Mathematical models can facilitate an integrative understanding of the complexity underlying biological structure and function, but they must be informed and validated by empirical data. Uniaxial contraction of an arterial ring is a well-used in vitro approach for studying characteristics of smooth muscle contractility even though this experimental arrangement does not mimic the in vivo vascular geometry or loading. In contrast, biaxial contraction of an inflated and axially extended excised vessel provides broader information, both passive and active, under more realistic conditions.
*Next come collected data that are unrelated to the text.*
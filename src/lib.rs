use error_set::error_set;
use std::path::PathBuf;
use std::process::Command;

pub mod diff;
pub mod emit;
pub mod manifest;
pub mod matcher;
pub mod profile;

pub use diff::{ChangedRange, FileRangeMap, SourceFilter};
pub use emit::{EmitError, ModeHeader};
pub use manifest::ManifestError;
pub use matcher::{OverlapPolicy, Selection};
pub use profile::{CoverageBlock, CoverageProfile, ProfileError};

/// Default input profile, as written by `go test -coverprofile=coverage.out`
pub const DEFAULT_COVERAGE_FILE: &str = "coverage.out";
/// Default output profile
pub const DEFAULT_OUTPUT_FILE: &str = "increment_coverage.out";

error_set! {
    /// Top-level error for incremental coverage runs
    IncrCoverError := {
        ManifestError(ManifestError),
        ProfileError(ProfileError),
        EmitError(EmitError),
    } || GitCommandError

    /// Errors from git command execution
    GitCommandError := {
        #[display("Failed to run git diff: {message}")]
        DiffFailed { message: String },
        #[display("git diff failed: {stderr}")]
        DiffExitError { stderr: String },
        #[display("Invalid UTF-8 in git diff output: {message}")]
        InvalidUtf8 { message: String },
    }
}

/// Everything a run needs, resolved once at startup.
#[derive(Debug, Clone, PartialEq, Eq)]
pub struct Config {
    /// Base revision the diff is taken against
    pub branch: String,
    /// Module path prefixed to diff paths (from `go.mod`)
    pub module_root: String,
    pub coverage_path: PathBuf,
    pub output_path: PathBuf,
    /// Repository `git` runs in
    pub repo_path: PathBuf,
    pub filter: SourceFilter,
    pub overlap: OverlapPolicy,
    pub mode: ModeHeader,
}

impl Config {
    /// Configuration with the default file names, filter and policies
    pub fn new(branch: impl Into<String>, module_root: impl Into<String>) -> Self {
        Self {
            branch: branch.into(),
            module_root: module_root.into(),
            coverage_path: PathBuf::from(DEFAULT_COVERAGE_FILE),
            output_path: PathBuf::from(DEFAULT_OUTPUT_FILE),
            repo_path: PathBuf::from("."),
            filter: SourceFilter::default(),
            overlap: OverlapPolicy::default(),
            mode: ModeHeader::default(),
        }
    }
}

/// Outcome of filtering a profile against a diff
#[derive(Debug, Clone, PartialEq, Eq)]
pub struct Summary {
    /// Eligible files touched by the diff
    pub changed_files: usize,
    /// Blocks kept in the incremental profile
    pub selected_blocks: usize,
    /// Rendered incremental profile
    pub contents: String,
}

/// Main interface for building incremental coverage profiles
pub struct IncrementalCoverage<'a> {
    config: &'a Config,
}

impl<'a> IncrementalCoverage<'a> {
    pub fn new(config: &'a Config) -> Self {
        Self { config }
    }

    /// Diff against the base branch, filter the coverage profile and write
    /// the result to the configured output path.
    ///
    /// # Examples
    /// ```no_run
    /// # use go_incr_cover::{Config, IncrementalCoverage};
    /// let config = Config::new("main", "example.com/m");
    /// let summary = IncrementalCoverage::new(&config).run().unwrap();
    /// println!("{} blocks", summary.selected_blocks);
    /// ```
    pub fn run(&self) -> Result<Summary, IncrCoverError> {
        let diff = self.get_raw_diff()?;
        let profile = CoverageProfile::read(&self.config.coverage_path)?;
        log::info!(
            "parsed {} ({} files, mode {})",
            self.config.coverage_path.display(),
            profile.files.len(),
            profile.mode
        );

        let summary = self.filter(&diff, &profile);
        emit::write_profile(&self.config.output_path, &summary.contents)?;
        log::info!(
            "wrote {} blocks to {}",
            summary.selected_blocks,
            self.config.output_path.display()
        );

        Ok(summary)
    }

    /// Restrict `profile` to the blocks touched by `diff_text`.
    ///
    /// Pure: no git invocation and no file access.
    pub fn filter(&self, diff_text: &str, profile: &CoverageProfile) -> Summary {
        let ranges = FileRangeMap::parse(diff_text, &self.config.module_root, &self.config.filter);
        log::info!("{} changed source files", ranges.len());

        let selections = matcher::select_blocks(&ranges, profile, self.config.overlap);
        let mode = self.config.mode.resolve(&profile.mode);
        if mode != profile.mode {
            log::debug!("input profile declares mode {}, writing {mode}", profile.mode);
        }

        Summary {
            changed_files: ranges.len(),
            selected_blocks: selections.len(),
            contents: emit::render(mode, &selections),
        }
    }

    /// Get `git diff <branch> HEAD` with zero context, restricted to added,
    /// copied, modified and renamed files
    fn get_raw_diff(&self) -> Result<String, GitCommandError> {
        let output = Command::new("git")
            .arg("-C")
            .arg(&self.config.repo_path)
            .args([
                "diff",
                "--no-ext-diff",
                "--no-color",
                "--unified=0",
                "--diff-filter=ACMR",
                self.config.branch.as_str(),
                "HEAD",
            ])
            .output()
            .map_err(|e| GitCommandError::DiffFailed {
                message: e.to_string(),
            })?;

        if !output.status.success() {
            let stderr = String::from_utf8_lossy(&output.stderr);
            return Err(GitCommandError::DiffExitError {
                stderr: stderr.into_owned(),
            });
        }

        String::from_utf8(output.stdout).map_err(|e| GitCommandError::InvalidUtf8 {
            message: e.to_string(),
        })
    }
}
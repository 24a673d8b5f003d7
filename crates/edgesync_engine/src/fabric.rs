//! Mutation notification fabric.
//!
//! The host emits an event whenever local state changes. Handlers run
//! synchronously inside the emitting call, so a handler error reaches the
//! code that caused the mutation.

use crate::error::SyncResult;
use edgesync_codec::Value;
use edgesync_protocol::Actor;
use parking_lot::RwLock;
use std::collections::HashMap;
use std::sync::Arc;

/// A local mutation.
#[derive(Debug, Clone, PartialEq, Eq)]
pub struct MutationEvent {
    /// Event name, e.g. `option.updated`.
    pub name: String,
    /// Event arguments.
    pub args: Vec<Value>,
    /// Who caused it.
    pub actor: Actor,
}

impl MutationEvent {
    /// Creates an event.
    pub fn new(name: impl Into<String>, args: Vec<Value>, actor: Actor) -> Self {
        Self {
            name: name.into(),
            args,
            actor,
        }
    }
}

/// Callback invoked for each matching event.
pub type MutationHandler = Arc<dyn Fn(&MutationEvent) -> SyncResult<()> + Send + Sync>;

/// Something handlers can subscribe to.
pub trait MutationFabric: Send + Sync {
    /// Registers `handler` for `event`.
    fn subscribe(&self, event: &str, handler: MutationHandler);
}

/// An in-process fabric that dispatches synchronously.
#[derive(Default)]
pub struct LocalFabric {
    handlers: RwLock<HashMap<String, Vec<MutationHandler>>>,
}

impl LocalFabric {
    /// Creates a fabric with no subscribers.
    pub fn new() -> Self {
        Self::default()
    }

    /// Runs every handler for the event.
    ///
    /// All handlers run; the first error is returned.
    pub fn emit(&self, event: &MutationEvent) -> SyncResult<()> {
        let handlers = self
            .handlers
            .read()
            .get(&event.name)
            .cloned()
            .unwrap_or_default();

        let mut first_error = None;
        for handler in handlers {
            if let Err(e) = handler(event) {
                first_error.get_or_insert(e);
            }
        }
        first_error.map_or(Ok(()), Err)
    }

    /// Number of handlers registered for `event`.
    pub fn subscriber_count(&self, event: &str) -> usize {
        self.handlers.read().get(event).map_or(0, Vec::len)
    }

    /// Total handlers over all events.
    pub fn total_subscribers(&self) -> usize {
        self.handlers.read().values().map(Vec::len).sum()
    }
}

impl MutationFabric for LocalFabric {
    fn subscribe(&self, event: &str, handler: MutationHandler) {
        self.handlers
            .write()
            .entry(event.to_string())
            .or_default()
            .push(handler);
    }
}

impl std::fmt::Debug for LocalFabric {
    fn fmt(&self, f: &mut std::fmt::Formatter<'_>) -> std::fmt::Result {
        f.debug_struct("LocalFabric")
            .field("subscribers", &self.total_subscribers())
            .finish()
    }
}
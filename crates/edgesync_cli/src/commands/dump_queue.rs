//! Dump queue command implementation.

use super::{open_dir, print_json, CliResult, OutputFormat};
use edgesync_protocol::{Partition, QueueEntry};
use edgesync_store::DataDir;
use std::path::Path;

/// Runs the dump-queue command.
pub fn run(
    path: &Path,
    partition: Partition,
    limit: Option<usize>,
    format: OutputFormat,
) -> CliResult<()> {
    let entries = read_entries(&open_dir(path)?, partition, limit)?;
    match format {
        OutputFormat::Json => print_json(&entries)?,
        OutputFormat::Text => print_text_output(partition, &entries),
    }
    Ok(())
}

/// Pending entries of a partition in id order.
pub fn read_entries(
    dir: &DataDir,
    partition: Partition,
    limit: Option<usize>,
) -> CliResult<Vec<QueueEntry>> {
    let queue = dir.open_queue_read_only(partition)?;
    let mut entries = queue.entries();
    if let Some(limit) = limit {
        entries.truncate(limit);
    }
    Ok(entries)
}

fn print_text_output(partition: Partition, entries: &[QueueEntry]) {
    println!("Queue {partition}: {} entries", entries.len());
    for entry in entries {
        let args: Vec<String> = entry.action_args.iter().map(ToString::to_string).collect();
        println!(
            "  #{:<6} {:<24} [{}] by {} at {}",
            entry.id,
            entry.action_name,
            args.join(", "),
            entry.actor,
            entry.timestamp
        );
    }
}
//! Error types for the queue and state store.

use edgesync_codec::CodecError;
use edgesync_protocol::ProtocolError;
use edgesync_storage::StorageError;
use thiserror::Error;

/// Result type for store operations.
pub type StoreResult<T> = Result<T, StoreError>;

/// Errors that can occur while reading or writing durable logs.
#[derive(Debug, Error)]
pub enum StoreError {
    /// Backend I/O failed.
    #[error("storage error: {0}")]
    Storage(#[from] StorageError),

    /// A record payload could not be encoded or decoded.
    #[error("codec error: {0}")]
    Codec(#[from] CodecError),

    /// An entry could not be measured or encoded.
    #[error("protocol error: {0}")]
    Protocol(#[from] ProtocolError),

    /// The log holds bytes that are not a valid record.
    #[error("log corruption: {message}")]
    Corruption {
        /// Description of the corruption.
        message: String,
    },

    /// The data directory is missing or not a directory.
    #[error("invalid data directory: {message}")]
    InvalidDirectory {
        /// What is wrong with it.
        message: String,
    },

    /// A write was attempted on a log opened read-only.
    #[error("log opened read-only")]
    ReadOnly,

    /// A caller passed an argument the store cannot honor.
    #[error("invalid argument: {0}")]
    InvalidArgument(String),
}

impl StoreError {
    /// Creates a corruption error.
    pub fn corruption(message: impl Into<String>) -> Self {
        Self::Corruption {
            message: message.into(),
        }
    }

    /// Creates an invalid directory error.
    pub fn invalid_directory(message: impl Into<String>) -> Self {
        Self::InvalidDirectory {
            message: message.into(),
        }
    }

    /// Returns true if this error came from the backend refusing or failing a write.
    pub fn is_storage(&self) -> bool {
        matches!(self, StoreError::Storage(_))
    }
}
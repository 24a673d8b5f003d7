//! Inspect command implementation.

use super::{format_size, open_dir, print_json, CliResult, OutputFormat};
use edgesync_engine::{JobStatus, SyncJob, FULL_SYNC_JOB_KEY};
use edgesync_protocol::Partition;
use edgesync_store::DataDir;
use serde::Serialize;
use std::path::Path;

/// Data directory inspection result.
#[derive(Debug, Serialize)]
pub struct InspectResult {
    /// Data directory path.
    pub path: String,
    /// One entry per partition, in drain order.
    pub partitions: Vec<PartitionStats>,
    /// Keys in the state store.
    pub state_keys: Vec<String>,
    /// The current or last full-sync job.
    #[serde(skip_serializing_if = "Option::is_none")]
    pub full_sync: Option<FullSyncSummary>,
}

/// Statistics for one partition.
#[derive(Debug, Serialize)]
pub struct PartitionStats {
    /// Partition name.
    pub partition: String,
    /// Pending entries.
    pub entries: usize,
    /// Log size in bytes.
    pub log_size: u64,
    /// Id the next entry will get.
    pub next_id: u64,
    /// Capture time of the oldest pending entry.
    #[serde(skip_serializing_if = "Option::is_none")]
    pub oldest_timestamp: Option<u64>,
    /// Bytes of a torn record at the end of the log.
    pub torn_bytes: u64,
}

/// Summary of a full-sync job.
#[derive(Debug, Serialize)]
pub struct FullSyncSummary {
    /// Job status.
    pub status: JobStatus,
    /// Requested modules.
    pub modules: Vec<String>,
    /// Modules with chunks left.
    pub pending: Vec<String>,
    /// Items enqueued so far.
    pub items: u64,
}

/// Runs the inspect command.
pub fn run(path: &Path, format: OutputFormat) -> CliResult<()> {
    let result = inspect(&open_dir(path)?)?;
    match format {
        OutputFormat::Json => print_json(&result)?,
        OutputFormat::Text => print_text_output(&result),
    }
    Ok(())
}

/// Collects statistics of a data directory.
pub fn inspect(dir: &DataDir) -> CliResult<InspectResult> {
    let queues = dir.open_queues_read_only()?;
    let mut partitions = Vec::new();
    for partition in Partition::ALL {
        let queue = queues.partition(partition);
        partitions.push(PartitionStats {
            partition: partition.to_string(),
            entries: queue.size(),
            log_size: queue.log_size()?,
            next_id: queue.next_id(),
            oldest_timestamp: queue.oldest_timestamp(),
            torn_bytes: queue.torn_bytes(),
        });
    }

    let state = dir.open_state_read_only()?;
    let full_sync = state
        .get::<SyncJob>(FULL_SYNC_JOB_KEY)?
        .map(|job| FullSyncSummary {
            status: job.status,
            modules: job.requested_modules.iter().cloned().collect(),
            pending: job.pending_modules(),
            items: job.total_items(),
        });

    Ok(InspectResult {
        path: dir.path().display().to_string(),
        partitions,
        state_keys: state.keys(),
        full_sync,
    })
}

fn print_text_output(result: &InspectResult) {
    println!("EdgeSync Data Directory");
    println!("=======================");
    println!();
    println!("Path: {}", result.path);
    println!();
    println!("Queues:");
    for stats in &result.partitions {
        print!(
            "  {:<10} {:>6} entries  {:>10}  next id {}",
            stats.partition,
            stats.entries,
            format_size(stats.log_size),
            stats.next_id
        );
        match stats.oldest_timestamp {
            Some(ts) => println!("  oldest {ts}"),
            None => println!(),
        }
        if stats.torn_bytes > 0 {
            println!("  {:<10} torn tail of {} bytes", "", stats.torn_bytes);
        }
    }

    if let Some(job) = &result.full_sync {
        println!();
        println!("Full sync:");
        println!("  Status:  {:?}", job.status);
        println!("  Modules: {}", job.modules.join(", "));
        if !job.pending.is_empty() {
            println!("  Pending: {}", job.pending.join(", "));
        }
        println!("  Items:   {}", job.items);
    }

    println!();
    println!("State keys: {}", result.state_keys.len());
}
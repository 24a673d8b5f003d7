//! Batch codecs.
//!
//! A codec turns a batch of queue entries into the transport payload. The
//! codec's name travels with every transmission so the remote side can pick
//! the matching decoder; there is no runtime negotiation.

use crate::entry::QueueEntry;
use crate::error::{ProtocolError, ProtocolResult};
use edgesync_codec::{from_cbor, from_json, to_cbor, to_json};
use serde::{Deserialize, Serialize};
use std::fmt;
use std::str::FromStr;

/// Encode/decode strategy for transport payloads.
pub trait Codec: Send + Sync {
    /// Name sent alongside every payload, e.g. `cbor-v1`.
    fn name(&self) -> &'static str;

    /// Encodes a batch.
    fn encode(&self, entries: &[QueueEntry]) -> ProtocolResult<Vec<u8>>;

    /// Decodes a batch. Used for verification and tooling.
    ///
    /// Fails if the payload is not a sequence of entries.
    fn decode(&self, payload: &[u8]) -> ProtocolResult<Vec<QueueEntry>>;
}

/// Compact binary codec.
#[derive(Debug, Clone, Copy, Default)]
pub struct CborCodec;

impl Codec for CborCodec {
    fn name(&self) -> &'static str {
        CodecKind::Cbor.name()
    }

    fn encode(&self, entries: &[QueueEntry]) -> ProtocolResult<Vec<u8>> {
        Ok(to_cbor(entries)?)
    }

    fn decode(&self, payload: &[u8]) -> ProtocolResult<Vec<QueueEntry>> {
        Ok(from_cbor(payload)?)
    }
}

/// Plain JSON codec, readable on the wire.
#[derive(Debug, Clone, Copy, Default)]
pub struct JsonCodec;

impl Codec for JsonCodec {
    fn name(&self) -> &'static str {
        CodecKind::Json.name()
    }

    fn encode(&self, entries: &[QueueEntry]) -> ProtocolResult<Vec<u8>> {
        Ok(to_json(entries)?)
    }

    fn decode(&self, payload: &[u8]) -> ProtocolResult<Vec<QueueEntry>> {
        Ok(from_json(payload)?)
    }
}

/// Configured codec selection.
#[derive(Debug, Clone, Copy, PartialEq, Eq, Default, Serialize, Deserialize)]
#[serde(rename_all = "lowercase")]
pub enum CodecKind {
    /// [`CborCodec`].
    #[default]
    Cbor,
    /// [`JsonCodec`].
    Json,
}

impl CodecKind {
    /// Wire name of the codec.
    pub fn name(&self) -> &'static str {
        match self {
            CodecKind::Cbor => "cbor-v1",
            CodecKind::Json => "json-v1",
        }
    }

    /// Builds the codec.
    pub fn build(&self) -> Box<dyn Codec> {
        match self {
            CodecKind::Cbor => Box::new(CborCodec),
            CodecKind::Json => Box::new(JsonCodec),
        }
    }
}

impl fmt::Display for CodecKind {
    fn fmt(&self, f: &mut fmt::Formatter<'_>) -> fmt::Result {
        f.write_str(self.name())
    }
}

impl FromStr for CodecKind {
    type Err = ProtocolError;

    fn from_str(s: &str) -> Result<Self, Self::Err> {
        match s {
            "cbor" | "cbor-v1" => Ok(CodecKind::Cbor),
            "json" | "json-v1" => Ok(CodecKind::Json),
            other => Err(ProtocolError::UnknownCodec(other.to_string())),
        }
    }
}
Few investigations have compared these two in vitro approaches directly, namely how their results overlap, how they differ, or if each provides unique complementary information. Toward this end, we present, to our knowledge, a new multiscale mathematical model of arterial contractility accounting for structural and functional constituents at molecular, cellular, and tissue levels. The artery is assumed to be a thick-walled incompressible cylinder described by an anisotropic model of the extracellular matrix and, to our knowledge, novel model of smooth muscle contractility. The latter includes a 3D structural sensitivity to deformation, including microscale muscle filament overlap and filament lattice spacing. The overall model captures uniaxial and biaxial experimental contraction data, which was not possible when accounting for filament overlap alone. The model also enables parameter sensitivity studies, which confirmed that uniaxial contraction tests are not as efficient as biaxial tests for identifying changes in vascular smooth muscle function.

摘要

数学模型有助于综合理解生物结构和功能背后的复杂性,但必须通过实验数据来提供信息并进行验证。动脉环的单轴收缩是一种常用的体外研究平滑肌收缩特性的方法,尽管这种实验设置并不能模拟体内血管的几何形状或负荷。相比之下,对充气并轴向伸展的离体血管进行双轴收缩能在更现实的条件下提供更广泛的被动和主动信息。很少有研究直接比较这两种体外方法,即它们的结果如何重叠、如何不同,或者每种方法是否提供独特的互补信息。为此,据我们所知,我们提出了一种新的动脉收缩性多尺度数学模型,该模型考虑了分子、细胞和组织水平的结构和功能成分。动脉被假定为一个厚壁不可压缩圆柱体,由细胞外基质的各向异性模型描述,并且据我们所知,还有平滑肌收缩性的新模型。后者包括对变形的三维结构敏感性,包括微观尺度的肌丝重叠和肌丝晶格间距。整体模型捕捉了单轴和双轴实验收缩数据,仅考虑肌丝重叠时这是不可能做到的。该模型还能进行参数敏感性研究,证实了在识别血管平滑肌功能变化方面,单轴收缩试验不如双轴试验有效。